To the best of our knowledge, only one other study has culturally translated the Attribution Questionnaire [17]. Additionally, compared to the other Attribution Questionnaire translations [14, 15], our sample size is much larger. As such, our results could be more reliable in terms of the SEM and internal consistency analysis. Our results also demonstrate that the Attribution Questionnaire can be modified to suit specific contexts or sub-groups and still remain a meaningful measure of stigma.

Implications for policy

Given the Swedish Government’s initiative to reduce stigma, we recommend that the AQ-S could be an efficient tool to measure and monitor stigma in the Swedish setting, especially among physicians but also the wider population. In particular, Swedish policy-makers could use the AQ-S to determine whether newly implemented anti-stigma strategies are working. However, the AQ-S should be validated among other sub-groups.

Implications for practice

Disability pension is not a universal program. Government adjudicators must decide who ‘deserves’ to receive disability pension and who does not. However, these decisions must be based on unbiased information and not discriminatory attitudes. The AQ-S is practical tool to help gauge whether disability pension applicants, regardless of their diagnosis, receive a fair assessment. While this study focuses on this in relation to physicians, the AQ-S could also measure stigma among adjudicators themselves.

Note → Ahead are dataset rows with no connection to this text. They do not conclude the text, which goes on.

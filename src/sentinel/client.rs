//! Queries and subscriptions against the local Sentinel

use crate::common::{Error, Result};
use crate::coordination::Address;
use crate::sentinel::events::{EventStream, RawEvent};
use async_trait::async_trait;
use std::collections::{BTreeMap, HashMap};
use std::sync::{Arc, Mutex};
use tokio_stream::StreamExt;

/// Current master of one group as the failover service sees it.
#[derive(Debug, Clone, PartialEq, Eq)]
pub struct GroupMaster {
    pub name: String,
    /// `None` when the service knows the group but reports no master.
    pub addr: Option<Address>,
}

/// Read side of the failover service used by the refresher.
#[async_trait]
pub trait FailoverService: Send + Sync {
    /// Every group the service monitors, with its current master.
    async fn current_masters(&self) -> Result<Vec<GroupMaster>>;
}

/// Redis Sentinel reached over its client port.
#[derive(Debug, Clone)]
pub struct RedisSentinel {
    host: String,
    port: u16,
}

impl RedisSentinel {
    pub fn new(host: impl Into<String>, port: u16) -> Self {
        Self {
            host: host.into(),
            port,
        }
    }

    fn url(&self) -> String {
        format!("redis://{}:{}/", self.host, self.port)
    }

    fn client(&self) -> Result<redis::Client> {
        Ok(redis::Client::open(self.url())?)
    }

    /// Pattern-subscribe to every channel.
    pub async fn subscribe(&self) -> Result<EventStream> {
        let mut pubsub = self.client()?.get_async_pubsub().await?;
        pubsub.psubscribe("*").await?;
        tracing::info!("Subscribed to all channels on {}:{}", self.host, self.port);

        let stream = pubsub.into_on_message().map(|msg| RawEvent {
            channel: msg.get_channel_name().to_string(),
            payload: String::from_utf8_lossy(msg.get_payload_bytes()).into_owned(),
        });
        Ok(Box::pin(stream))
    }
}

#[async_trait]
impl FailoverService for RedisSentinel {
    async fn current_masters(&self) -> Result<Vec<GroupMaster>> {
        // A fresh connection per pass, so a restarted sentinel is picked up.
        let mut conn = self.client()?.get_multiplexed_async_connection().await?;

        let masters: Vec<HashMap<String, String>> = redis::cmd("SENTINEL")
            .arg("MASTERS")
            .query_async(&mut conn)
            .await?;

        let mut result = Vec::with_capacity(masters.len());
        for master in masters {
            let name = master
                .get("name")
                .cloned()
                .ok_or_else(|| Error::Failover("SENTINEL MASTERS entry without name".into()))?;
            let addr: redis::RedisResult<Option<(String, String)>> = redis::cmd("SENTINEL")
                .arg("GET-MASTER-ADDR-BY-NAME")
                .arg(&name)
                .query_async(&mut conn)
                .await;
            result.push(resolved(
                name,
                addr.map(|a| a.map(|(host, port)| Address::new(host, port)))
                    .map_err(Error::from),
            ));
        }
        Ok(result)
    }
}

/// A failed lookup leaves the group unresolved instead of failing the pass.
fn resolved(name: String, addr: Result<Option<Address>>) -> GroupMaster {
    match addr {
        Ok(addr) => GroupMaster { name, addr },
        Err(e) => {
            tracing::warn!(group = %name, "cannot resolve master: {}", e);
            GroupMaster { name, addr: None }
        }
    }
}

/// Failover service answering from a fixed table.
#[derive(Debug, Clone, Default)]
pub struct StaticFailover {
    masters: Arc<Mutex<BTreeMap<String, Option<Address>>>>,
    unreachable: Arc<Mutex<bool>>,
}

impl StaticFailover {
    pub fn new() -> Self {
        Self::default()
    }

    pub fn set_master(&self, group: &str, addr: Option<Address>) {
        self.masters
            .lock()
            .unwrap_or_else(|e| e.into_inner())
            .insert(group.to_string(), addr);
    }

    pub fn set_unreachable(&self, unreachable: bool) {
        *self.unreachable.lock().unwrap_or_else(|e| e.into_inner()) = unreachable;
    }
}

#[async_trait]
impl FailoverService for StaticFailover {
    async fn current_masters(&self) -> Result<Vec<GroupMaster>> {
        if *self.unreachable.lock().unwrap_or_else(|e| e.into_inner()) {
            return Err(Error::Failover("connection refused".into()));
        }
        Ok(self
            .masters
            .lock()
            .unwrap_or_else(|e| e.into_inner())
            .iter()
            .map(|(name, addr)| GroupMaster {
                name: name.clone(),
                addr: addr.clone(),
            })
            .collect())
    }
}

#[cfg(test)]
mod tests {
    use super::*;

    #[test]
    fn test_url() {
        assert_eq!(RedisSentinel::new("127.0.0.1", 26379).url(), "redis://127.0.0.1:26379/");
    }

    #[test]
    fn test_failed_lookup_leaves_group_unresolved() {
        let ok = resolved("g1".into(), Ok(Some(Address::new("10.0.0.1", "6379"))));
        assert_eq!(ok.addr, Some(Address::new("10.0.0.1", "6379")));

        let failed = resolved("g2".into(), Err(Error::Failover("timeout".into())));
        assert_eq!(
            failed,
            GroupMaster {
                name: "g2".into(),
                addr: None
            }
        );
    }

    #[tokio::test]
    async fn test_static_failover() {
        let service = StaticFailover::new();
        service.set_master("g2", None);
        service.set_master("g1", Some(Address::new("10.0.0.1", "6379")));

        let masters = service.current_masters().await.unwrap();
        assert_eq!(masters.len(), 2);
        assert_eq!(masters[0].name, "g1");
        assert_eq!(masters[1].addr, None);

        service.set_unreachable(true);
        assert!(service.current_masters().await.is_err());
    }
}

Implications for future research

Further examination of intersectionality—the idea that various forms of social stratification can intersect to create cumulative discrimination or disadvantage [34] in the context of disability pension is vital. While this study explored the intersection of gender and disability, we intend to expand this exploration to include ethnicity and other factors e.g. socioeconomic status in future studies. We need a more nuanced understanding of what factors might lead to positive or negative attitudes among physicians and other policy-makers. The vignettes created in this study could be amended to explore such ‘intersectional stigma’ [35]. A better understanding of intersectional stigma and disability pension would also provide clearer pathways for policy intervention to address any inequalities that may exist.

Conclusion

Our findings demonstrate that the Swedish version of the Attribution Questionnaire (AQ-S) provides a validated instrument with acceptable psychometric properties for the assessment of stigma among physicians in Sweden.